The radiation resistance of B. This part of ISO specifies methods of sterilization dose audit used to demonstrate the continued effectiveness of the sterilization dose.


BIs also do not accurately represent natural form of bioburden on a product spore strip vs. Contained in and TIR 33 are additional methodsincluding Method 2 incremental dosing and VD max for selected doses of kGy in 2. You may experience issues viewing this site in Internet Explorer 9, 10 or You may find similar items within these categories by selecting from the choices below:.

EN ISO – Sterilization of health care products – Radiation – Part 2: –

Why is the verification dose experiment performed at a lower SAL than the sterilization dose? If one of these validations establishes my minimum dose, how do I establish a maximum dose?

Your basket is empty. This standard contains guidelines to specify the methods that can be used to determine the minimum sterilisation dose.

Gamma Sterilization Validations VDmax 25 and Method 1

This must 111337-2 retested if any changes are made to the product. The unit of measurement is CFU: Which validation is right for me? Pre- and postirradiation properties related to functionality and appearance must be evaluated to determine maximum dose. Do not sterility test the samples.
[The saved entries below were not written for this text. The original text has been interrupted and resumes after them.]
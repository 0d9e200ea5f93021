use std::future::Future;
use std::time::Duration;

use anyhow::Result;
use tracing::{debug, warn};

/// Retry a fallible async operation with exponential backoff.
///
/// - `max_attempts`: Total attempts (including the first).
/// - `base_delay`: Delay after first failure, doubled on each subsequent failure.
/// - `label`: Description for log messages.
/// - `f`: Produces a fresh attempt each call.
pub async fn retry<F, Fut, T>(max_attempts: u32, base_delay: Duration, label: &str, f: F) -> Result<T>
where
    F: Fn() -> Fut,
    Fut: Future<Output = Result<T>>,
{
    let mut delay = base_delay;
    let mut attempt = 1;

    loop {
        match f().await {
            Ok(val) => return Ok(val),
            Err(e) if attempt < max_attempts => {
                warn!(
                    attempt,
                    max_attempts,
                    delay_ms = delay.as_millis() as u64,
                    error = %e,
                    "{} failed, retrying",
                    label,
                );
                tokio::time::sleep(delay).await;
                delay *= 2;
                attempt += 1;
            }
            Err(e) => return Err(e),
        }
    }
}

/// Bounded wait for a condition: timeout plus fixed interval between checks.
#[derive(Debug, Clone, Copy, PartialEq, Eq)]
pub struct PollPolicy {
    pub timeout: Duration,
    pub interval: Duration,
}

impl PollPolicy {
    pub fn new(timeout: Duration, interval: Duration) -> Self {
        Self { timeout, interval }
    }
}

/// Outcome of [`poll_until`].
#[derive(Debug, Clone, Copy, PartialEq, Eq)]
pub enum PollOutcome {
    Ready,
    TimedOut,
}

/// Call `check` until it returns `Ok(true)` or the policy's deadline passes.
///
/// Errors from `check` end the wait immediately; a plain `false` sleeps one
/// interval and tries again.
pub async fn poll_until<F, Fut>(policy: PollPolicy, label: &str, check: F) -> Result<PollOutcome>
where
    F: Fn() -> Fut,
    Fut: Future<Output = Result<bool>>,
{
    let deadline = tokio::time::Instant::now() + policy.timeout;

    loop {
        if check().await? {
            return Ok(PollOutcome::Ready);
        }
        if tokio::time::Instant::now() + policy.interval > deadline {
            return Ok(PollOutcome::TimedOut);
        }
        debug!("{} not ready yet, retrying...", label);
        tokio::time::sleep(policy.interval).await;
    }
}

#[cfg(test)]
mod tests {
    use super::*;
    use std::sync::Arc;
    use std::sync::atomic::{AtomicU32, Ordering};

    #[tokio::test]
    async fn test_retry_succeeds_first_try() {
        let result = retry(3, Duration::from_millis(1), "test", || async { Ok::<_, anyhow::Error>(42) }).await;
        assert_eq!(result.unwrap(), 42);
    }

    #[tokio::test]
    async fn test_retry_succeeds_after_failures() {
        let count = Arc::new(AtomicU32::new(0));
        let result = retry(3, Duration::from_millis(1), "test", || {
            let count = count.clone();
            async move {
                let c = count.fetch_add(1, Ordering::SeqCst) + 1;
                if c < 3 {
                    anyhow::bail!("not yet");
                }
                Ok(c)
            }
        })
        .await;
        assert_eq!(result.unwrap(), 3);
    }

    #[tokio::test]
    async fn test_retry_exhausts_all_attempts() {
        let count = Arc::new(AtomicU32::new(0));
        let result: Result<i32> = retry(3, Duration::from_millis(1), "test", || {
            let count = count.clone();
            async move {
                count.fetch_add(1, Ordering::SeqCst);
                Err::<i32, _>(anyhow::anyhow!("always fails"))
            }
        })
        .await;
        assert!(result.is_err());
        assert_eq!(count.load(Ordering::SeqCst), 3);
    }

    #[tokio::test]
    async fn test_poll_until_ready() {
        let count = Arc::new(AtomicU32::new(0));
        let policy = PollPolicy::new(Duration::from_secs(5), Duration::from_millis(1));
        let outcome = poll_until(policy, "test", || {
            let count = count.clone();
            async move { Ok::<_, anyhow::Error>(count.fetch_add(1, Ordering::SeqCst) >= 2) }
        })
        .await
        .unwrap();
        assert_eq!(outcome, PollOutcome::Ready);
        assert_eq!(count.load(Ordering::SeqCst), 3);
    }

    #[tokio::test]
    async fn test_poll_until_times_out() {
        let policy = PollPolicy::new(Duration::from_millis(20), Duration::from_millis(5));
        let outcome = poll_until(policy, "test", || async { Ok::<_, anyhow::Error>(false) })
            .await
            .unwrap();
        assert_eq!(outcome, PollOutcome::TimedOut);
    }

    #[tokio::test]
    async fn test_poll_until_propagates_errors() {
        let policy = PollPolicy::new(Duration::from_secs(1), Duration::from_millis(1));
        let result = poll_until(policy, "test", || async {
            Err::<bool, _>(anyhow::anyhow!("unreachable"))
        }).await;
        assert!(result.is_err());
    }
}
The number of samples required for this testing should be confirmed with the laboratory performing the testing usually Do I need a Biological Indicator? Overview Product Details What is this standard about? Search all products by. Sterilization of health care products-Radiation-Part 3: Performed early in product qualification, materials 1113-72 be screened for compatibility with irradiation. Establishing the sterilization dose Status: In the context of irradiation sterilization, 111377-2 is determined immediately prior to sterilization.


Gamma Sterilization Validations: VDmax 25 and Method 1 FAQ | STERIS AST

Method 1 from determines the lowest sterilization dose necessary for the determined bioburden population. Who is this standard for?

Its use today has been discontinued. A correction of the language isk to describe the requirements for interpretations of results during a verification dose experiment Amendments to methods of dose establishment and means of substantiation Changes to the incremental increases in the bioburden values have been included in Table 6. In order to test a dose for SALone million products would need to be irradiated and sterility tested.